Factoring the exponential out gives us a nicer looking answer,

$\rm y'=e^{\alpha x}\left(\alpha sin{\beta x}+\beta cos{\beta x}\right)$

For our second derivative, same process but it will be a little bit more work this time.

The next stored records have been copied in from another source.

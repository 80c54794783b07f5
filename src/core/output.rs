//! JSON-lines rendering of aggregation results
//!
//! Each enriched request becomes one compact JSON document on its own line,
//! in the order the result set holds them.

use crate::domain::{Result, ResultSet};
use std::io::Write;

/// Write one JSON line per request
///
/// Every line is rendered before anything is written, so a serialization
/// failure leaves the writer untouched.
///
/// Returns the number of lines written.
///
/// # Example
///
/// ```
/// use metadb_checker::core::output::write_json_lines;
/// use metadb_checker::domain::ResultSet;
///
/// let mut out = Vec::new();
/// let written = write_json_lines(&ResultSet::default(), &mut out).unwrap();
/// assert_eq!(written, 0);
/// assert!(out.is_empty());
/// ```
pub fn write_json_lines<W: Write>(results: &ResultSet, mut writer: W) -> Result<usize> {
    let lines = results
        .iter()
        .map(serde_json::to_string)
        .collect::<std::result::Result<Vec<_>, _>>()?;

    for line in &lines {
        writeln!(writer, "{line}")?;
    }
    writer.flush()?;

    Ok(lines.len())
}
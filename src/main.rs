// MetaDB Checker - LimsRest delivery aggregation
// Copyright (c) 2025 MetaDB Checker Contributors
// Licensed under the MIT License

use clap::Parser;
use metadb_checker::cli::commands::fetch::{EXIT_CONFIG, EXIT_FATAL};
use metadb_checker::cli::Cli;
use metadb_checker::config::LoggingConfig;
use metadb_checker::logging::init_logging;
use std::process;
use tokio::sync::watch;

#[tokio::main]
async fn main() {
    // Load environment variables from .env file if present
    let _ = dotenvy::dotenv();

    let cli = Cli::parse();

    let config = match cli.resolve_config() {
        Ok(config) => config,
        Err(e) => {
            eprintln!("Failed to load configuration: {e}");
            process::exit(EXIT_CONFIG);
        }
    };

    let logging_guard = match init_logging(&config.application.log_level, &config.logging) {
        Ok(guard) => guard,
        Err(e) => {
            eprintln!("Failed to initialize logging: {e}");
            // Fall back to stderr-only logging so the failure is still visible
            let _ = init_logging("info", &LoggingConfig::default());
            process::exit(EXIT_CONFIG);
        }
    };

    tracing::info!(
        version = env!("CARGO_PKG_VERSION"),
        "MetaDB Checker - LimsRest delivery aggregation"
    );

    let (shutdown_tx, shutdown_rx) = watch::channel(false);

    tokio::spawn(async move {
        #[cfg(unix)]
        {
            use tokio::signal::unix::{signal, SignalKind};
            let mut sigterm = match signal(SignalKind::terminate()) {
                Ok(sigterm) => sigterm,
                Err(e) => {
                    tracing::error!(error = %e, "Failed to install SIGTERM handler");
                    return;
                }
            };

            tokio::select! {
                _ = tokio::signal::ctrl_c() => {
                    tracing::warn!("Received SIGINT (Ctrl+C), cancelling outstanding fetches");
                }
                _ = sigterm.recv() => {
                    tracing::warn!("Received SIGTERM, cancelling outstanding fetches");
                }
            }
            let _ = shutdown_tx.send(true);
        }

        #[cfg(not(unix))]
        {
            if let Err(e) = tokio::signal::ctrl_c().await {
                tracing::error!(error = %e, "Failed to listen for Ctrl+C");
            } else {
                tracing::warn!("Received SIGINT (Ctrl+C), cancelling outstanding fetches");
                let _ = shutdown_tx.send(true);
            }
        }
    });

    let exit_code = match cli.fetch.execute(config, shutdown_rx).await {
        Ok(code) => code,
        Err(e) => {
            tracing::error!(error = %e, "Command execution failed");
            eprintln!("Error: {e}");
            EXIT_FATAL
        }
    };

    // Flush file logs before exiting
    drop(logging_guard);
    process::exit(exit_code);
}
//! Domain error types
//!
//! This module defines the error hierarchy for the checker. Every error is
//! fatal to a run: nothing here is retried or recovered locally. Errors carry
//! enough context (endpoint, identifier) to be reported on their own, and
//! none of them expose third-party HTTP client types.

use thiserror::Error;

/// Main checker error type
///
/// This is the primary error type used throughout the application.
#[derive(Debug, Error)]
pub enum CheckerError {
    /// Bad CLI arguments, configuration file or delivery date
    #[error("Configuration error: {0}")]
    Configuration(String),

    /// Transport-level failure talking to LimsRest
    #[error("Request error: {0}")]
    Request(#[from] LimsRestError),

    /// Response body does not match the expected JSON shape
    #[error("Parse error for {endpoint}: {message}")]
    Parse { endpoint: String, message: String },

    /// LimsRest returned zero candidate manifests for a sample
    #[error("No sample manifest returned for sample {sample_id}")]
    EmptyResult { sample_id: String },

    /// LimsRest returned more than one candidate manifest under strict selection
    #[error("Expected one sample manifest for sample {sample_id}, got {candidates}")]
    AmbiguousResult { sample_id: String, candidates: usize },

    /// Run was cancelled by a shutdown signal
    #[error("Cancelled: {0}")]
    Cancelled(String),

    /// An enrichment task panicked or was aborted unexpectedly
    #[error("Task failure: {0}")]
    Task(String),

    /// Serialization errors while writing output
    #[error("Serialization error: {0}")]
    Serialization(String),

    /// I/O errors
    #[error("I/O error: {0}")]
    Io(String),
}

/// LimsRest transport errors
///
/// Each variant carries the endpoint that failed so the fatal report points
/// at the exact call.
#[derive(Debug, Error)]
pub enum LimsRestError {
    /// Could not reach the server or the connection dropped mid-response
    #[error("Failed to connect to LimsRest at {endpoint}: {message}")]
    Connection { endpoint: String, message: String },

    /// Credentials rejected (401/403)
    #[error("Authentication failed for {endpoint} (status {status})")]
    Authentication { endpoint: String, status: u16 },

    /// Request exceeded the configured timeout
    #[error("Request to {endpoint} timed out")]
    Timeout { endpoint: String },

    /// Any other non-success status
    #[error("LimsRest returned status {status} for {endpoint}: {body}")]
    Status {
        endpoint: String,
        status: u16,
        body: String,
    },
}

impl CheckerError {
    /// Builds a parse error for the given endpoint
    pub fn parse(endpoint: impl Into<String>, message: impl std::fmt::Display) -> Self {
        CheckerError::Parse {
            endpoint: endpoint.into(),
            message: message.to_string(),
        }
    }

    /// Whether this error came from talking to LimsRest (as opposed to
    /// local configuration, cancellation or I/O)
    pub fn is_remote(&self) -> bool {
        matches!(
            self,
            CheckerError::Request(_)
                | CheckerError::Parse { .. }
                | CheckerError::EmptyResult { .. }
                | CheckerError::AmbiguousResult { .. }
        )
    }
}

// Conversion from std::io::Error
impl From<std::io::Error> for CheckerError {
    fn from(err: std::io::Error) -> Self {
        CheckerError::Io(err.to_string())
    }
}

// Conversion from serde_json::Error
impl From<serde_json::Error> for CheckerError {
    fn from(err: serde_json::Error) -> Self {
        CheckerError::Serialization(err.to_string())
    }
}

// Conversion from toml parse errors
impl From<toml::de::Error> for CheckerError {
    fn from(err: toml::de::Error) -> Self {
        CheckerError::Configuration(format!("TOML parse error: {err}"))
    }
}

impl From<tokio::task::JoinError> for CheckerError {
    fn from(err: tokio::task::JoinError) -> Self {
        if err.is_cancelled() {
            CheckerError::Cancelled(format!("enrichment task aborted: {err}"))
        } else {
            CheckerError::Task(err.to_string())
        }
    }
}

We'll start by "setting up" our product rule,

$\rm y''=\left(e^{\alpha x}\right)'\left(\alpha sin{\beta x}+\beta cos{\beta x}\right)+e^{\alpha x}\left(\alpha sin{\beta x}+\beta cos{\beta x}\right)'$

and differentiating where it's needed,

$\rm y''=\left(\alpha e^{\alpha x}\right)\left(\alpha sin{\beta x}+\beta cos{\beta x}\right)+e^{\alpha x}\left(\alpha \beta cos{\beta x}-\beta^2 sin{\beta x}\right)$

and again factoring out the exponential, distributing the alpha to the first two terms, and simplifying where possible,

$\rm y''=e^{\alpha x}\left(\alpha^2 sin{\beta x}+\alpha\beta cos{\beta x}+\alpha \beta cos{\beta x}-\beta^2 sin{\beta x}\right)$

$\rm y''=e^{\alpha x}\left(\alpha^2 sin{\beta x}+2\alpha\beta cos{\beta x}-\beta^2 sin{\beta x}\right)$

any confusion along the way?